Employment, Consumer credit, Bank loans

Highlights

In mixed results, March payroll growth of 103,000 is well below expectations but wage indications from average hourly earnings do show a little pressure as was expected, up 0.3 percent on the month with the year-on-year rate up 1 tenth to 2.7 percent. The unemployment rate did not move down which was the consensus, instead holding steady at what is still a very low 4.1 percent.

Looking first at payroll growth, February and January have been revised with a net of minus 50,000 the result. The first quarter average of 202,000 is a bit below the fourth quarter’s 221,000. The breakdown for March shows another very strong showing for manufacturing, up 22,000 which hits Econoday’s consensus, and with professional & business services, a key component for tracking labor demand, rising a respectable 33,000. Yet the temporary help subcomponent for this reading fell 1,000 after rising 21,000 in February. And construction payrolls, which have been on the rise, fell 15,000. Retail also fell, down 4,000 in the month.

Judging by today’s results, the labor market wasn’t quite as hot as previously expected which turns down concern over wages even though those pressures did rise tangibly in March. On net, the March employment report will not likely turn up the heat on the Federal Reserve to increase its pace of rate tightenings.

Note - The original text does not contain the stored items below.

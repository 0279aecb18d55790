use chrono::NaiveDateTime;
use serde::Deserialize;

use crate::serde_helpers::{id_filter, id_string, platform_datetime};

/// An existing reservation on the platform.
#[derive(Clone, Debug, PartialEq, Eq, Deserialize)]
pub struct Reservation {
    #[serde(deserialize_with = "id_string")]
    pub resource: String,
    #[serde(deserialize_with = "platform_datetime")]
    pub start: NaiveDateTime,
    #[serde(deserialize_with = "platform_datetime")]
    pub end: NaiveDateTime,
}

/// A closure window (opening hours, holidays, maintenance).
///
/// An absent or empty filter applies to every resource / reservation type.
#[derive(Clone, Debug, PartialEq, Eq, Deserialize)]
pub struct BlackoutBlock {
    #[serde(default, deserialize_with = "id_filter")]
    pub resource: Option<Vec<String>>,
    #[serde(default, rename = "type", deserialize_with = "id_filter")]
    pub types: Option<Vec<String>>,
    #[serde(deserialize_with = "platform_datetime")]
    pub start: NaiveDateTime,
    #[serde(deserialize_with = "platform_datetime")]
    pub end: NaiveDateTime,
}

impl BlackoutBlock {
    pub fn applies_to_resource(&self, resource: &str) -> bool {
        filter_admits(self.resource.as_deref(), resource)
    }

    pub fn applies_to_type(&self, reservation_type: &str) -> bool {
        filter_admits(self.types.as_deref(), reservation_type)
    }
}

fn filter_admits(filter: Option<&[String]>, id: &str) -> bool {
    match filter {
        None => true,
        Some([]) => true,
        Some(ids) => ids.iter().any(|v| v == id),
    }
}

/// The platform's view of one date, as returned by the availability feed.
///
/// Always fetched fresh for an attempt; the platform changes between retries.
#[derive(Clone, Debug, Default, PartialEq, Eq, Deserialize)]
pub struct AvailabilitySnapshot {
    pub reservations: Vec<Reservation>,

    /// `None` when the feed carries no blackout data at all.
    #[serde(default)]
    pub blocks: Option<Vec<BlackoutBlock>>,
}

#[cfg(test)]
mod tests {
    use super::*;

    #[test]
    fn decodes_mixed_id_encodings() {
        let raw = r#"{
            "reservations": [
                {"resource": 565, "start": "2025-12-15T09:00:00", "end": "2025-12-15T12:00:00"}
            ],
            "blocks": [
                {"resource": ["565", 566], "type": 36, "start": "2025-12-15 17:00", "end": "2025-12-15 23:59"},
                {"resource": null, "start": "2025-12-25T00:00:00", "end": "2025-12-26T00:00:00"}
            ]
        }"#;

        let snap: AvailabilitySnapshot = serde_json::from_str(raw).unwrap();

        assert_eq!(snap.reservations[0].resource, "565");
        let blocks = snap.blocks.unwrap();
        assert_eq!(blocks[0].resource, Some(vec!["565".to_string(), "566".to_string()]));
        assert_eq!(blocks[0].types, Some(vec!["36".to_string()]));
        assert!(blocks[1].applies_to_resource("anything"));
        assert!(blocks[1].applies_to_type("36"));
    }

    #[test]
    fn feed_without_reservations_is_rejected() {
        let res: Result<AvailabilitySnapshot, _> = serde_json::from_str(r#"{"blocks": []}"#);
        assert!(res.is_err());
    }

    #[test]
    fn empty_filter_applies_everywhere() {
        let block = BlackoutBlock {
            resource: Some(vec![]),
            types: Some(vec!["12".into()]),
            start: NaiveDateTime::default(),
            end: NaiveDateTime::default(),
        };
        assert!(block.applies_to_resource("565"));
        assert!(!block.applies_to_type("36"));
    }
}
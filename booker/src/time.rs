//! Wall-clock access for the scheduler.
//!
//! Timed waits always go through `tokio::time`; the release window, however,
//! is a property of the platform's local clock, so it is read through `Clock`.

use chrono::{DateTime, TimeDelta, Utc};
use chrono_tz::Tz;

pub trait Clock: Send + Sync {
    fn now(&self) -> DateTime<Tz>;
}

/// Real time in the platform zone.
#[derive(Clone, Debug)]
pub struct SystemClock {
    tz: Tz,
}

impl SystemClock {
    pub fn new(tz: Tz) -> Self {
        Self { tz }
    }
}

impl Clock for SystemClock {
    fn now(&self) -> DateTime<Tz> {
        Utc::now().with_timezone(&self.tz)
    }
}

/// Clock pinned to `anchor` when constructed, then advancing with tokio's
/// clock. Under a paused runtime this follows virtual time exactly.
#[derive(Clone, Debug)]
pub struct AnchoredClock {
    anchor: DateTime<Tz>,
    origin: tokio::time::Instant,
}

impl AnchoredClock {
    pub fn new(anchor: DateTime<Tz>) -> Self {
        Self {
            anchor,
            origin: tokio::time::Instant::now(),
        }
    }
}

impl Clock for AnchoredClock {
    fn now(&self) -> DateTime<Tz> {
        let elapsed = TimeDelta::from_std(self.origin.elapsed()).unwrap_or(TimeDelta::zero());
        self.anchor + elapsed
    }
}
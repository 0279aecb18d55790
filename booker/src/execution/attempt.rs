//! One pass of the pipeline over one desired booking:
//! chunk → availability → quota batches → provision + book per batch.
//!
//! Slot-level failures are recorded in the report and never abort sibling
//! slots or later batches. Only `InvalidRange` and an unreadable
//! availability feed end the attempt early, as an `Err`.

use std::collections::HashSet;
use std::sync::Arc;
use std::time::Duration;

use common::logger::warn_if_slow;
use tracing::{debug, info, instrument, warn};

use crate::availability::{Availability, evaluate_slot, source::fetch_snapshot};
use crate::config::{PacingConfig, PlatformConfig};
use crate::error::BookingError;
use crate::execution::executor::BookingExecutor;
use crate::execution::types::{AttemptReport, AttemptResult, SlotOutcome};
use crate::identity::IdentityProvisioner;
use crate::planner::chunker::chunk_range;
use crate::planner::quota::partition_by_quota;
use crate::planner::types::{SlotWindow, TimeSlot};
use crate::platform::ReservationPlatform;
use crate::schedule::model::DesiredBooking;

const SLOW_PROVISIONING: Duration = Duration::from_secs(15);

pub struct AttemptRunner {
    platform: Arc<dyn ReservationPlatform>,
    provisioner: IdentityProvisioner,
    executor: BookingExecutor,
    cfg: Arc<PlatformConfig>,
    pacing: PacingConfig,
}

impl AttemptRunner {
    pub fn new(
        platform: Arc<dyn ReservationPlatform>,
        cfg: Arc<PlatformConfig>,
        pacing: PacingConfig,
    ) -> Result<Self, BookingError> {
        Ok(Self {
            platform,
            provisioner: IdentityProvisioner::from_config(cfg.clone())?,
            executor: BookingExecutor::new(cfg.clone(), pacing.clone()),
            cfg,
            pacing,
        })
    }

    /// Split the booking into platform-sized slots.
    pub fn plan(&self, booking: &DesiredBooking) -> Result<Vec<TimeSlot>, BookingError> {
        chunk_range(
            booking.target_date,
            booking.start,
            booking.end,
            &booking.resource,
            self.cfg.max_slot_length,
        )
    }

    /// Slot batches an attempt would try if every slot were available.
    pub fn preview(&self, booking: &DesiredBooking) -> Result<Vec<Vec<TimeSlot>>, BookingError> {
        let slots = self.plan(booking)?;
        Ok(partition_by_quota(&slots, self.cfg.identity_quota))
    }

    #[instrument(
        skip(self, booking),
        target = "attempt",
        fields(booking_id = %booking.id, date = %booking.target_date)
    )]
    pub async fn run(&self, booking: &DesiredBooking) -> Result<AttemptReport, BookingError> {
        let slots = self.plan(booking)?;
        let secured: HashSet<SlotWindow> = booking.secured_slots.iter().copied().collect();

        let snapshot = {
            let session = self
                .platform
                .open_session()
                .map_err(|e| BookingError::AvailabilityUnknown(e.to_string()))?;
            fetch_snapshot(session.as_ref(), &self.cfg, booking.target_date).await?
        };

        let mut report = AttemptReport::default();
        let mut to_book = Vec::new();

        for slot in slots {
            if secured.contains(&slot.window()) {
                // Our own earlier booking shows up as a reservation.
                report.outcomes.push(SlotOutcome {
                    slot,
                    result: AttemptResult::Booked,
                    previously_secured: true,
                });
                continue;
            }

            match evaluate_slot(&slot, &snapshot, &self.cfg.reservation_type) {
                Availability::Available => to_book.push(slot),
                Availability::Occupied => {
                    debug!(slot = %slot, "slot occupied");
                    report
                        .outcomes
                        .push(SlotOutcome::new(slot, AttemptResult::Occupied));
                }
                Availability::Blocked { reason } => {
                    debug!(slot = %slot, reason = %reason, "slot blocked");
                    report
                        .outcomes
                        .push(SlotOutcome::new(slot, AttemptResult::Blocked { reason }));
                }
            }
        }

        let batches = partition_by_quota(&to_book, self.cfg.identity_quota);
        info!(
            available = to_book.len(),
            already_secured = secured.len(),
            batches = batches.len(),
            "attempt planned"
        );

        for (i, batch) in batches.iter().enumerate() {
            if i > 0 {
                tokio::time::sleep(self.pacing.identity_switch_pause).await;
            }
            let outcomes = self.serve_batch(batch).await;
            report.identities_used += 1;
            report.outcomes.extend(outcomes);
        }

        report
            .outcomes
            .sort_by(|a, b| a.slot.starts_at().cmp(&b.slot.starts_at()));

        Ok(report)
    }

    /// Provision one identity and spend it on `batch`.
    async fn serve_batch(&self, batch: &[TimeSlot]) -> Vec<SlotOutcome> {
        let provisioned = warn_if_slow("provision_identity", SLOW_PROVISIONING, async {
            let session = self.platform.open_session()?;
            self.provisioner.provision(session).await
        })
        .await;

        match provisioned {
            Ok(mut identity) => self.executor.book_batch(&mut identity, batch).await,
            Err(e) => {
                warn!(error = %e, slots = batch.len(), "guest identity could not be provisioned");
                batch
                    .iter()
                    .map(|slot| {
                        SlotOutcome::new(
                            slot.clone(),
                            AttemptResult::AccountCreationFailed(e.clone()),
                        )
                    })
                    .collect()
            }
        }
    }
}
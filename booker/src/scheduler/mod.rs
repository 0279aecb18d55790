pub mod policy;
pub mod scheduler;
pub mod window;

pub use policy::{AttemptPolicy, SchedulerConfig};
pub use scheduler::{PassOutcome, PassReport, RetryScheduler};
pub use window::{DueState, ReleaseWindow};
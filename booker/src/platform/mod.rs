pub mod client;
pub mod errors;
pub mod http;

pub use client::{PlatformResponse, PlatformSession, ReservationPlatform};
pub use errors::PlatformError;
pub use http::HttpPlatform;

#[cfg(test)]
pub(crate) mod testing;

Still looking like it’s been going downhill for over two years:


I don’t see any ‘acceleration’ here:

Highlights

Consumer spending was soft in February and part of the reason was reluctance to run up credit cards. Revolving credit inched only $0.1 billion higher in February for the lowest result in 4-1/2 years. Nonrevolving credit, where student loans and vehicle financing are tracked, did rise $10.5 billion in the month which, however, is soft for this reading. Together they make for a $10.6 rise in total consumer credit which is well under Econoday’s low estimate. These results point to a cautious consumer and hint at trouble for the consumer’s contribution to first-quarter GDP.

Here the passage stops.